[Dataset entries]
use std::fmt::Display;

use packed_struct::{prelude::*, PackedStructInfo};
use thiserror::Error;

use crate::capability::Capability;

use super::{
    ReportType, UnknownValueType, ValueType, UNIFIED_SPEC_VERSION_MAJOR,
    UNIFIED_SPEC_VERSION_MINOR,
};

/// Maximum number of capabilities supported by the [InputCapabilityReport]
pub const INPUT_CAPABILITY_REPORT_MAX_CAPABILITIES: usize = u8::MAX as usize;
/// Encoded size of a single [InputCapabilityInfo] entry
pub const INPUT_CAPABILITY_INFO_SIZE: usize = 5;
/// Encoded size of the [InputCapabilityReportHeader]
pub const INPUT_CAPABILITY_REPORT_HEADER_SIZE: usize = 4;
/// The maximum encoded size of the [InputCapabilityReport]
pub const INPUT_CAPABILITY_REPORT_SIZE: usize = INPUT_CAPABILITY_REPORT_HEADER_SIZE
    + INPUT_CAPABILITY_REPORT_MAX_CAPABILITIES * INPUT_CAPABILITY_INFO_SIZE;

/// The [InputCapabilityReportHeader] defines the header for the
/// [InputCapabilityReport] that is used to describe the input capabilities of
/// the device and how to decode the input data report.
#[derive(PackedStruct, Debug, Copy, Clone, PartialEq)]
#[packed_struct(bit_numbering = "msb0", size_bytes = "4")]
pub struct InputCapabilityReportHeader {
    /// The report type, always [ReportType::InputCapabilityReport]
    #[packed_field(bytes = "0", ty = "enum")]
    pub report_type: ReportType,
    /// Major version indicates whether or not compatibility-breaking changes
    /// have occurred.
    #[packed_field(bytes = "1")]
    pub major_ver: u8,
    /// The minor version indicates what capabilities are available
    #[packed_field(bytes = "2")]
    pub minor_ver: u8,
    /// The number of input capabilities the device supports
    #[packed_field(bytes = "3")]
    pub capabilities_count: u8,
}

impl Default for InputCapabilityReportHeader {
    fn default() -> Self {
        Self {
            report_type: ReportType::InputCapabilityReport,
            major_ver: UNIFIED_SPEC_VERSION_MAJOR,
            minor_ver: UNIFIED_SPEC_VERSION_MINOR,
            capabilities_count: Default::default(),
        }
    }
}

/// [InputCapabilityInfo] describes a single input capability that a device
/// supports and how to decode its value in the input data report. A consuming
/// driver can use the offset to look for the value at a specific bit offset
/// and can use the value type to determine how to unpack the value.
#[derive(Debug, Copy, Clone, PartialEq, Eq, Default)]
pub struct InputCapabilityInfo {
    /// The capability
    pub capability: Capability,
    /// The type of value this capability emits
    pub value_type: ValueType,
    /// The bit offset in the data report payload where the value for this
    /// capability begins.
    pub offset: u16,
}

impl InputCapabilityInfo {
    pub fn new(capability: Capability, value_type: ValueType) -> Self {
        Self {
            capability,
            value_type,
            offset: 0,
        }
    }

    pub fn with_offset(capability: Capability, value_type: ValueType, offset: u16) -> Self {
        Self {
            capability,
            value_type,
            offset,
        }
    }

    /// The first bit in the payload past the end of this capability's value.
    pub fn end_offset(&self) -> usize {
        self.offset as usize + self.value_type.size_bits()
    }

    /// Packs the entry into its fixed 5-byte wire form.
    pub fn pack(&self) -> [u8; INPUT_CAPABILITY_INFO_SIZE] {
        let capability = self.capability.id().to_le_bytes();
        let offset = self.offset.to_le_bytes();
        [
            capability[0],
            capability[1],
            self.value_type.tag(),
            offset[0],
            offset[1],
        ]
    }

    /// Unpacks an entry from its fixed 5-byte wire form.
    pub fn unpack(src: &[u8; INPUT_CAPABILITY_INFO_SIZE]) -> Result<Self, UnknownValueType> {
        let capability = Capability::new(u16::from_le_bytes([src[0], src[1]]));
        let value_type = ValueType::from_tag(src[2])?;
        let offset = u16::from_le_bytes([src[3], src[4]]);
        Ok(Self {
            capability,
            value_type,
            offset,
        })
    }
}

impl Display for InputCapabilityInfo {
    fn fmt(&self, f: &mut std::fmt::Formatter<'_>) -> std::fmt::Result {
        write!(
            f,
            "[{} {:?} @ bit {}]",
            self.capability, self.value_type, self.offset
        )
    }
}

/// Possible errors when validating the layout described by a capability report
#[derive(Error, Debug, Clone, Copy, PartialEq, Eq)]
pub enum LayoutError {
    #[error("capability `{first}` occupying bits {first_start}..{first_end} overlaps capability `{second}` at bit {second_start}")]
    OverlappingLayout {
        first: Capability,
        first_start: u16,
        first_end: usize,
        second: Capability,
        second_start: u16,
    },
    #[error("capability `{0}` appears more than once in the capability report")]
    DuplicateCapability(Capability),
    #[error("capability report cannot hold {0} capabilities (maximum {INPUT_CAPABILITY_REPORT_MAX_CAPABILITIES})")]
    TooManyCapabilities(usize),
}

/// Verify that no two entries occupy overlapping bit ranges and that no
/// capability appears twice. Returns the entries sorted by offset along with
/// the total payload length in bits.
///
/// This runs at capability-report decode time, never at data-report decode
/// time, because the data report buffer size is derived from the result.
fn validate_layout(
    mut entries: Vec<InputCapabilityInfo>,
) -> Result<(Vec<InputCapabilityInfo>, usize), LayoutError> {
    let mut ids: Vec<Capability> = entries.iter().map(|info| info.capability).collect();
    ids.sort_unstable();
    for pair in ids.windows(2) {
        if pair[0] == pair[1] {
            return Err(LayoutError::DuplicateCapability(pair[0]));
        }
    }

    entries.sort_by_key(|info| info.offset);
    for pair in entries.windows(2) {
        let (prev, next) = (&pair[0], &pair[1]);
        if prev.end_offset() > next.offset as usize {
            return Err(LayoutError::OverlappingLayout {
                first: prev.capability,
                first_start: prev.offset,
                first_end: prev.end_offset(),
                second: next.capability,
                second_start: next.offset,
            });
        }
    }

    let total_bits = entries.last().map(|info| info.end_offset()).unwrap_or(0);
    Ok((entries, total_bits))
}

/// Possible errors when decoding an [InputCapabilityReport] from bytes
#[derive(Error, Debug)]
pub enum CapabilityDecodeError {
    #[error("expected capability report id `{expected:#04x}`, got `{actual:#04x}`")]
    WrongReportId { expected: u8, actual: u8 },
    #[error("capability report truncated: needed {needed} bytes, got {actual}")]
    TruncatedReport { needed: usize, actual: usize },
    #[error(transparent)]
    UnknownValueType(#[from] UnknownValueType),
    #[error(transparent)]
    Layout(#[from] LayoutError),
}

/// Possible errors when adding a capability to an [InputCapabilityReport]
#[derive(Error, Debug)]
pub enum AddCapabilityError {
    #[error(
        "adding capability `{capability}` would exceed maximum number of capabilities `{size}`"
    )]
    MaxCapabilitiesExceeded { capability: Capability, size: usize },
}

/// The [InputCapabilityReport] describes the input capabilities of the device
/// and how to decode the input data report.
///
/// A decoded report is the validated layout table for one device session: its
/// entries are sorted by bit offset, no two entries overlap, and the total
/// payload size is precomputed. When a device sends a new capability report
/// the old table is replaced wholesale, since a capability change implies a
/// layout change.
#[derive(Debug, Clone, PartialEq)]
pub struct InputCapabilityReport {
    header: InputCapabilityReportHeader,
    capabilities: Vec<InputCapabilityInfo>,
    total_bits: usize,
}

impl Default for InputCapabilityReport {
    fn default() -> Self {
        Self {
            header: InputCapabilityReportHeader::default(),
            capabilities: Vec::new(),
            total_bits: 0,
        }
    }
}

impl Display for InputCapabilityReport {
    fn fmt(&self, f: &mut std::fmt::Formatter<'_>) -> std::fmt::Result {
        let caps: Vec<String> = self
            .capabilities
            .iter()
            .map(|cap| format!("{cap}"))
            .collect();
        let body = caps.join("");

        write!(
            f,
            "InputCapabilityReport v{}.{} {body}",
            self.header.major_ver, self.header.minor_ver
        )
    }
}

impl InputCapabilityReport {
    /// Create a validated capability report from explicit entries. Used on the
    /// device side when offsets are assigned by hand; entries are sorted by
    /// offset and checked for overlap.
    pub fn new(
        major_ver: u8,
        minor_ver: u8,
        entries: Vec<InputCapabilityInfo>,
    ) -> Result<Self, LayoutError> {
        if entries.len() > INPUT_CAPABILITY_REPORT_MAX_CAPABILITIES {
            return Err(LayoutError::TooManyCapabilities(entries.len()));
        }
        let count = entries.len() as u8;
        let (capabilities, total_bits) = validate_layout(entries)?;
        Ok(Self {
            header: InputCapabilityReportHeader {
                major_ver,
                minor_ver,
                capabilities_count: count,
                ..Default::default()
            },
            capabilities,
            total_bits,
        })
    }

    /// The (major, minor) version pair the device advertised.
    pub fn version(&self) -> (u8, u8) {
        (self.header.major_ver, self.header.minor_ver)
    }

    pub fn major_version(&self) -> u8 {
        self.header.major_ver
    }

    pub fn minor_version(&self) -> u8 {
        self.header.minor_ver
    }

    /// Return all capabilities in the [InputCapabilityReport], sorted by bit
    /// offset.
    pub fn capabilities(&self) -> &[InputCapabilityInfo] {
        self.capabilities.as_slice()
    }

    /// Get the capability information for the given capability
    pub fn get_capability(&self, capability: Capability) -> Option<InputCapabilityInfo> {
        self.capabilities
            .iter()
            .find(|info| info.capability == capability)
            .copied()
    }

    /// Total payload length in bits required by this layout.
    pub fn total_bits(&self) -> usize {
        self.total_bits
    }

    /// Total payload length in whole bytes required by this layout.
    pub fn payload_size_bytes(&self) -> usize {
        self.total_bits.div_ceil(8)
    }

    /// Packs the report into its wire form.
    pub fn pack_to_vec(&self) -> Result<Vec<u8>, PackingError> {
        let header_size_bytes = InputCapabilityReportHeader::packed_bits() / 8;
        let caps_size_bytes = self.capabilities.len() * INPUT_CAPABILITY_INFO_SIZE;
        let mut data = Vec::with_capacity(header_size_bytes + caps_size_bytes);

        let header = self.header.pack()?;
        data.extend_from_slice(&header);

        for capability in self.capabilities.iter() {
            data.extend_from_slice(&capability.pack());
        }

        Ok(data)
    }

    /// Unpacks a capability report from raw bytes, validating the layout it
    /// describes. This is a pure function of the input bytes.
    pub fn unpack(src: &[u8]) -> Result<Self, CapabilityDecodeError> {
        if src.len() < INPUT_CAPABILITY_REPORT_HEADER_SIZE {
            return Err(CapabilityDecodeError::TruncatedReport {
                needed: INPUT_CAPABILITY_REPORT_HEADER_SIZE,
                actual: src.len(),
            });
        }
        let report_id = src[0];
        if report_id != ReportType::InputCapabilityReport as u8 {
            return Err(CapabilityDecodeError::WrongReportId {
                expected: ReportType::InputCapabilityReport as u8,
                actual: report_id,
            });
        }

        let major_ver = src[1];
        let minor_ver = src[2];
        let num_capabilities = src[3] as usize;

        let needed = INPUT_CAPABILITY_REPORT_HEADER_SIZE
            + num_capabilities * INPUT_CAPABILITY_INFO_SIZE;
        if src.len() < needed {
            return Err(CapabilityDecodeError::TruncatedReport {
                needed,
                actual: src.len(),
            });
        }

        let mut entries = Vec::with_capacity(num_capabilities);
        let mut byte_start = INPUT_CAPABILITY_REPORT_HEADER_SIZE;
        for _ in 0..num_capabilities {
            let byte_end = byte_start + INPUT_CAPABILITY_INFO_SIZE;
            let buffer: &[u8; INPUT_CAPABILITY_INFO_SIZE] = src[byte_start..byte_end]
                .try_into()
                .map_err(|_err| CapabilityDecodeError::TruncatedReport {
                    needed,
                    actual: src.len(),
                })?;
            entries.push(InputCapabilityInfo::unpack(buffer)?);
            byte_start = byte_end;
        }

        let (capabilities, total_bits) = validate_layout(entries)?;
        log::trace!(
            "Decoded capability report v{major_ver}.{minor_ver} with {num_capabilities} capabilities ({total_bits} payload bits)"
        );

        Ok(Self {
            header: InputCapabilityReportHeader {
                major_ver,
                minor_ver,
                capabilities_count: num_capabilities as u8,
                ..Default::default()
            },
            capabilities,
            total_bits,
        })
    }
}

impl InputCapabilityReport {
    /// Add the given capability to the capability report, assigning bit
    /// offsets automatically. Values are grouped by type so that sub-byte
    /// values pack tightly at the front of the payload and everything else
    /// stays byte-aligned.
    pub fn add_capability(
        &mut self,
        capability: Capability,
        value_type: ValueType,
    ) -> Result<(), AddCapabilityError> {
        if self.capabilities.len() == INPUT_CAPABILITY_REPORT_MAX_CAPABILITIES {
            return Err(AddCapabilityError::MaxCapabilitiesExceeded {
                capability,
                size: INPUT_CAPABILITY_REPORT_MAX_CAPABILITIES,
            });
        }

        // Ensure that the capability doesn't already exist
        let exists = self
            .capabilities
            .iter()
            .any(|cap| cap.capability == capability);
        if exists {
            return Ok(());
        }

        self.header.capabilities_count += 1;
        self.capabilities
            .push(InputCapabilityInfo::new(capability, value_type));

        // Group the capabilities by value type to pack values close to each
        // other.
        self.capabilities
            .sort_by_key(|cap| cap.value_type.order_priority());
        self.update_capability_offsets();

        Ok(())
    }

    /// Removes the given capability from the capability report
    pub fn remove_capability(&mut self, capability: Capability) {
        self.capabilities.retain(|cap| cap.capability != capability);
        self.header.capabilities_count = self.capabilities.len() as u8;
        self.update_capability_offsets();
    }

    /// Updates the `offset` bits of all capabilities
    fn update_capability_offsets(&mut self) {
        let mut offset = 0;
        for cap in self.capabilities.iter_mut() {
            // Non-binary values should be byte-aligned
            let offset_remainder = offset % 8;
            if cap.value_type != ValueType::Binary && offset_remainder != 0 {
                offset += 8 - offset_remainder;
            }

            cap.offset = offset as u16;
            offset += cap.value_type.size_bits();
        }
        self.total_bits = offset;
    }
}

* Goal of the exercise
Scan the entries above for the string "ReportType" and copy each line that contains it.

* Answer to this exercise
    ReportType, UnknownValueType, ValueType, UNIFIED_SPEC_VERSION_MAJOR,
    /// The report type, always [ReportType::InputCapabilityReport]
    pub report_type: ReportType,
            report_type: ReportType::InputCapabilityReport,
        if report_id != ReportType::InputCapabilityReport as u8 {
                expected: ReportType::InputCapabilityReport as u8,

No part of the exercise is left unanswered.